◆ **Stored data entries**
'''

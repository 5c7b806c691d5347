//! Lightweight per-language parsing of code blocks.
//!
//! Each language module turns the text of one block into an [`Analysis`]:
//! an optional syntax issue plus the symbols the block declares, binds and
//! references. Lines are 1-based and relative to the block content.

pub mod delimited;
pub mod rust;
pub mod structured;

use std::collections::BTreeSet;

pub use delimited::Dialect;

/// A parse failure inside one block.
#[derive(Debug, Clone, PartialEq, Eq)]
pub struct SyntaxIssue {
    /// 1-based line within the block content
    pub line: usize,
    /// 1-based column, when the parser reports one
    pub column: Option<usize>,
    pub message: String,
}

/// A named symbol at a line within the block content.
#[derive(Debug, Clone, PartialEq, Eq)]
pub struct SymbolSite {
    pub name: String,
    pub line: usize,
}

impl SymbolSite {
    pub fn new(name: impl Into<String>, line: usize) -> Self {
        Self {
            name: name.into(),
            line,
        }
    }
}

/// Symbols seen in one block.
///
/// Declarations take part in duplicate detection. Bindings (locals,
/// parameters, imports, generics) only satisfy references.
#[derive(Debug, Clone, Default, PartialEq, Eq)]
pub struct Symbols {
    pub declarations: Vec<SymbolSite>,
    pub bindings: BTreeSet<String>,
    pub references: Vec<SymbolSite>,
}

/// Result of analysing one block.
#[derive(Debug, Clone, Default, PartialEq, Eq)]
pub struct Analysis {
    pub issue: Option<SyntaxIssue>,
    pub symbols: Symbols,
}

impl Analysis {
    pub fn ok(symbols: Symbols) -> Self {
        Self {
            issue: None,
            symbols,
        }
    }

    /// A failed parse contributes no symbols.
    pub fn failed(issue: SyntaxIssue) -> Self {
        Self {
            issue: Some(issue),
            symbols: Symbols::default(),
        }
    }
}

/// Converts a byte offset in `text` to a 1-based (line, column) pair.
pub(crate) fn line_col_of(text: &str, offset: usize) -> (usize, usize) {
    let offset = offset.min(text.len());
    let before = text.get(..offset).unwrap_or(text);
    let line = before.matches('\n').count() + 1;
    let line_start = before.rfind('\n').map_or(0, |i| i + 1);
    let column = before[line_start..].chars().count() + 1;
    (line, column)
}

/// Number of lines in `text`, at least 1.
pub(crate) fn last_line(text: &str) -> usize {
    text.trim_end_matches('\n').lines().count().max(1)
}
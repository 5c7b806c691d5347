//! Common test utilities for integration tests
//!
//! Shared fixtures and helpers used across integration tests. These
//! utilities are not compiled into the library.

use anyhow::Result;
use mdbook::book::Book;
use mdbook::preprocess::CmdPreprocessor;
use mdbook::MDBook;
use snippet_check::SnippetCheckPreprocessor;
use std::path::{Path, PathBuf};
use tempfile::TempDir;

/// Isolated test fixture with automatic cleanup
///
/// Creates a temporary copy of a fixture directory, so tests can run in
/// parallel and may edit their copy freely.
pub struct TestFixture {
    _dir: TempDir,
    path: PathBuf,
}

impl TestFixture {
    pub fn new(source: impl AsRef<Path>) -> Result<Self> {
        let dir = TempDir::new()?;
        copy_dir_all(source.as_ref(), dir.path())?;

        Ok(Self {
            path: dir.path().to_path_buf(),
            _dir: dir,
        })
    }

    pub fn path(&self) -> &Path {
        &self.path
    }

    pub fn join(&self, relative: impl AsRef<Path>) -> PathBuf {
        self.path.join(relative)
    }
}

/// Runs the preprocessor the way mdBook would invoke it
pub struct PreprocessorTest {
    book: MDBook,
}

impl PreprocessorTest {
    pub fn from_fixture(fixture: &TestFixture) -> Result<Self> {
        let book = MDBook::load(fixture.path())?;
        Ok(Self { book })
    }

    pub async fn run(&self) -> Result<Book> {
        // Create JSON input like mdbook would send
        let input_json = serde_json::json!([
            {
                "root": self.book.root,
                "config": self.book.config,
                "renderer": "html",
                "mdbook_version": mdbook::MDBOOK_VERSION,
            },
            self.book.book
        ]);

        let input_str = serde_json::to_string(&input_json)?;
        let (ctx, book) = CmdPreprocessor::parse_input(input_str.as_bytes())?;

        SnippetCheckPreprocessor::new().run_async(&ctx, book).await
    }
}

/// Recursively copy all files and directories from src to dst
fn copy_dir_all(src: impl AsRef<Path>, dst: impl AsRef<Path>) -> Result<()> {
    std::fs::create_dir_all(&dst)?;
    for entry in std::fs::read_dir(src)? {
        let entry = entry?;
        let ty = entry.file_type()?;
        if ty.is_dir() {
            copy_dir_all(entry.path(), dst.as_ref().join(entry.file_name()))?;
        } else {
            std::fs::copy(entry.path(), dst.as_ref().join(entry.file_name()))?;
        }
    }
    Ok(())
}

'''
'''

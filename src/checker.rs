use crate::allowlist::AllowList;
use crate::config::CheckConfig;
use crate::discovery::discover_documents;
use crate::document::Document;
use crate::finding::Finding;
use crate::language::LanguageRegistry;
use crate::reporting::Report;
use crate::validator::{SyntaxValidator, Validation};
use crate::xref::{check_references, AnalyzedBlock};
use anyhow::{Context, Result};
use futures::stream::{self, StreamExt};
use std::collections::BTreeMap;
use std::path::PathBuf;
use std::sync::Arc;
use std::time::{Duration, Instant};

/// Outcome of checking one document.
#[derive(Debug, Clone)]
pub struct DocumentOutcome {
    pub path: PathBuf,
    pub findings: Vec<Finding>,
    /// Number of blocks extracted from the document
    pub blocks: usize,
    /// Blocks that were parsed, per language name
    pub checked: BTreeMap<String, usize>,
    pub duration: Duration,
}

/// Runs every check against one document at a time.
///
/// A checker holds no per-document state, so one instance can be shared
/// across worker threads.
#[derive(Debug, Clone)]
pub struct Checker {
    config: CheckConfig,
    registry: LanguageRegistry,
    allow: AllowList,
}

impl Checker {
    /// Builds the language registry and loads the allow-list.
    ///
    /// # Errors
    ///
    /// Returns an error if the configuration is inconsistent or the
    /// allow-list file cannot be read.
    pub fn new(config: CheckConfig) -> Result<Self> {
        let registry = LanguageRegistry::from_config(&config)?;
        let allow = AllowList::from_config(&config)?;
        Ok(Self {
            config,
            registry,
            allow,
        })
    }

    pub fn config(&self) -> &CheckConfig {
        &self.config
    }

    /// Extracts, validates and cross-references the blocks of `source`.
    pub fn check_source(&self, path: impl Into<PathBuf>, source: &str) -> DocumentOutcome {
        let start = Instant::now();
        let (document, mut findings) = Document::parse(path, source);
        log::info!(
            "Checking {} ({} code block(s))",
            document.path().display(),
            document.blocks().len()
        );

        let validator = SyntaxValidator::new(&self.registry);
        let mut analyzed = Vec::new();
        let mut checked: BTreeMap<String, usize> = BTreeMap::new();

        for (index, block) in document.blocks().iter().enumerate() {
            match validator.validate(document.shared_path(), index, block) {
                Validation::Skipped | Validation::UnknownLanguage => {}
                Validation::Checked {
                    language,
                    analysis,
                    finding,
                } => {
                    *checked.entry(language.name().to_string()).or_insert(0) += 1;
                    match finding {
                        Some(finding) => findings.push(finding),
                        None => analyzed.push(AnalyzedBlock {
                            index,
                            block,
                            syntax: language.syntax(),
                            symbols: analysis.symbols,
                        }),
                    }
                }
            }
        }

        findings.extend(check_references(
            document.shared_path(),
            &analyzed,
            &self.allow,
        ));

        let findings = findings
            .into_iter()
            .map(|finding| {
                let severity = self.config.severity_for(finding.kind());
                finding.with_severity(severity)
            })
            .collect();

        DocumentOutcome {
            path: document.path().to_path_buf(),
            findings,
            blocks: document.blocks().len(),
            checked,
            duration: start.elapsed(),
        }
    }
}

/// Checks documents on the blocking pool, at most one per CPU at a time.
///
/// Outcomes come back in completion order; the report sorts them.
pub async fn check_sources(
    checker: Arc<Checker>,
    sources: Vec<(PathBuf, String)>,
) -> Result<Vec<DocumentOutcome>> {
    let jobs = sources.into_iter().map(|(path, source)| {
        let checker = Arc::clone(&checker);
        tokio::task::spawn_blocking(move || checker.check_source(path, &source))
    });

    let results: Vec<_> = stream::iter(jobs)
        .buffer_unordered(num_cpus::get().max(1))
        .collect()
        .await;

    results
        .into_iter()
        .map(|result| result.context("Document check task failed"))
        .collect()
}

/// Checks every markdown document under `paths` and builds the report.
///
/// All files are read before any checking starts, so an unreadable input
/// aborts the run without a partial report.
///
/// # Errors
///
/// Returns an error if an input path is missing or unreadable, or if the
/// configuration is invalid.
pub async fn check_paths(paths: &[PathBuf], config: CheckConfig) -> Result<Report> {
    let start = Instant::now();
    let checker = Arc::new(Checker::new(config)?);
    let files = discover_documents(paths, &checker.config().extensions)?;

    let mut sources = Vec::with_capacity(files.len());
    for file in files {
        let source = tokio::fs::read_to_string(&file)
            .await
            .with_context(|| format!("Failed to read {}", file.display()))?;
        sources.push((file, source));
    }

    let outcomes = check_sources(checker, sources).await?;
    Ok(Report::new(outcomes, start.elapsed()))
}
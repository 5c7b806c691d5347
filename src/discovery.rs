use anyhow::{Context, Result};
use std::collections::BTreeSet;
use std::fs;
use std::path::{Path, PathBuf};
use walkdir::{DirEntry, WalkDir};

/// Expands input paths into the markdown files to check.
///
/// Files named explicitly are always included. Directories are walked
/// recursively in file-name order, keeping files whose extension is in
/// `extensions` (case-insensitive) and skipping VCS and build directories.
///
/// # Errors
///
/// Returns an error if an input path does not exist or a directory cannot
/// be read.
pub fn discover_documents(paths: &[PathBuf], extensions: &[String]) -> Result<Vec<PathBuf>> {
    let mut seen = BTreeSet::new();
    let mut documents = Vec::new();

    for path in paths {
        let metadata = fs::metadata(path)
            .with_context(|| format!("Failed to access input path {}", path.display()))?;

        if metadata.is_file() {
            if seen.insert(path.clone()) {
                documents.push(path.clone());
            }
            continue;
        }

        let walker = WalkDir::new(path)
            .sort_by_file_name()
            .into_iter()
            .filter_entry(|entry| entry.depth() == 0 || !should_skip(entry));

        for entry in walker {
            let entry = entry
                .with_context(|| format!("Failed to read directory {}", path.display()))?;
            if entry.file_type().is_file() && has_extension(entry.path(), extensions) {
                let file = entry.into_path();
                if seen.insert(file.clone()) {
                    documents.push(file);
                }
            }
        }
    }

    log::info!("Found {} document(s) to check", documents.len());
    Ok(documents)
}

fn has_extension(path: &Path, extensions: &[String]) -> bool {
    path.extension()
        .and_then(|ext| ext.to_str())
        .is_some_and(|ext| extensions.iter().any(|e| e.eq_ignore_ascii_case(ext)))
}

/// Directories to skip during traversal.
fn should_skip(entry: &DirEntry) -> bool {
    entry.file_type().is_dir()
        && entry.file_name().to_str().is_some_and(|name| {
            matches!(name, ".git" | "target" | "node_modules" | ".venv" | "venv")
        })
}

'''
'''

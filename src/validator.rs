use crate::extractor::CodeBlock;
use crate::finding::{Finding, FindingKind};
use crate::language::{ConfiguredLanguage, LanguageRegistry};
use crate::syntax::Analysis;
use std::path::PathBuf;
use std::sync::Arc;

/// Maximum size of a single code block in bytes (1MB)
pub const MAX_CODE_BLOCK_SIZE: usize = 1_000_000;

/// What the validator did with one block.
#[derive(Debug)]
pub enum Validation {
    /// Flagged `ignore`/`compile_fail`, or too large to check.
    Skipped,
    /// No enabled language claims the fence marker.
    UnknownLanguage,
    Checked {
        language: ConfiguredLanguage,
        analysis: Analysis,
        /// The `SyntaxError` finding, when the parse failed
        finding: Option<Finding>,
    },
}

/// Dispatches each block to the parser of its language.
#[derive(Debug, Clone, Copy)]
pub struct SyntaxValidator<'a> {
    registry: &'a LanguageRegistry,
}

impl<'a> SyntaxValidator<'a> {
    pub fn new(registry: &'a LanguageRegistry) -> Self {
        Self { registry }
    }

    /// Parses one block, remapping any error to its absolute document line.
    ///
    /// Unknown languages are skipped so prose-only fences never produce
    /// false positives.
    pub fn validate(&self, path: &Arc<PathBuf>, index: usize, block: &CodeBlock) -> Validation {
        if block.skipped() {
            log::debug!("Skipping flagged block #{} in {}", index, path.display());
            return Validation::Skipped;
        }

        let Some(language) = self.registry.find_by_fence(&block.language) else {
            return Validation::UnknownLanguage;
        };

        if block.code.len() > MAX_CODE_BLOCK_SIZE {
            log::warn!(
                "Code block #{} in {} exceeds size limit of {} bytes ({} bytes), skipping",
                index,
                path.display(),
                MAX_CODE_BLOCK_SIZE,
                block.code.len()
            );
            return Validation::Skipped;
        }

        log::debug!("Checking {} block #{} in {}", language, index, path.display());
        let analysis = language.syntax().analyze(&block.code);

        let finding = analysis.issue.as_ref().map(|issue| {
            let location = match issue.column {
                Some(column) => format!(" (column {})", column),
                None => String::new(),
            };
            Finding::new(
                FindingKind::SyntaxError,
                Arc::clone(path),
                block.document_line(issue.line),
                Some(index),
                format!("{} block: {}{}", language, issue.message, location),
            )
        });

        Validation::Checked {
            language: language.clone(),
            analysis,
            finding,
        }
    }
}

'''

◆ **WHAT IS REQUIRED**
Taking the entries above, restate exactly those lines that fall between the line with "use crate::language::LanguageRegistry;" and the line with "use std::collections::BTreeMap;", keeping both of those lines too.

◆ **RESULT BELOW**
use crate::language::LanguageRegistry;
use crate::reporting::Report;
use crate::validator::{SyntaxValidator, Validation};
use crate::xref::{check_references, AnalyzedBlock};
use anyhow::{Context, Result};
use futures::stream::{self, StreamExt};
use std::collections::BTreeMap;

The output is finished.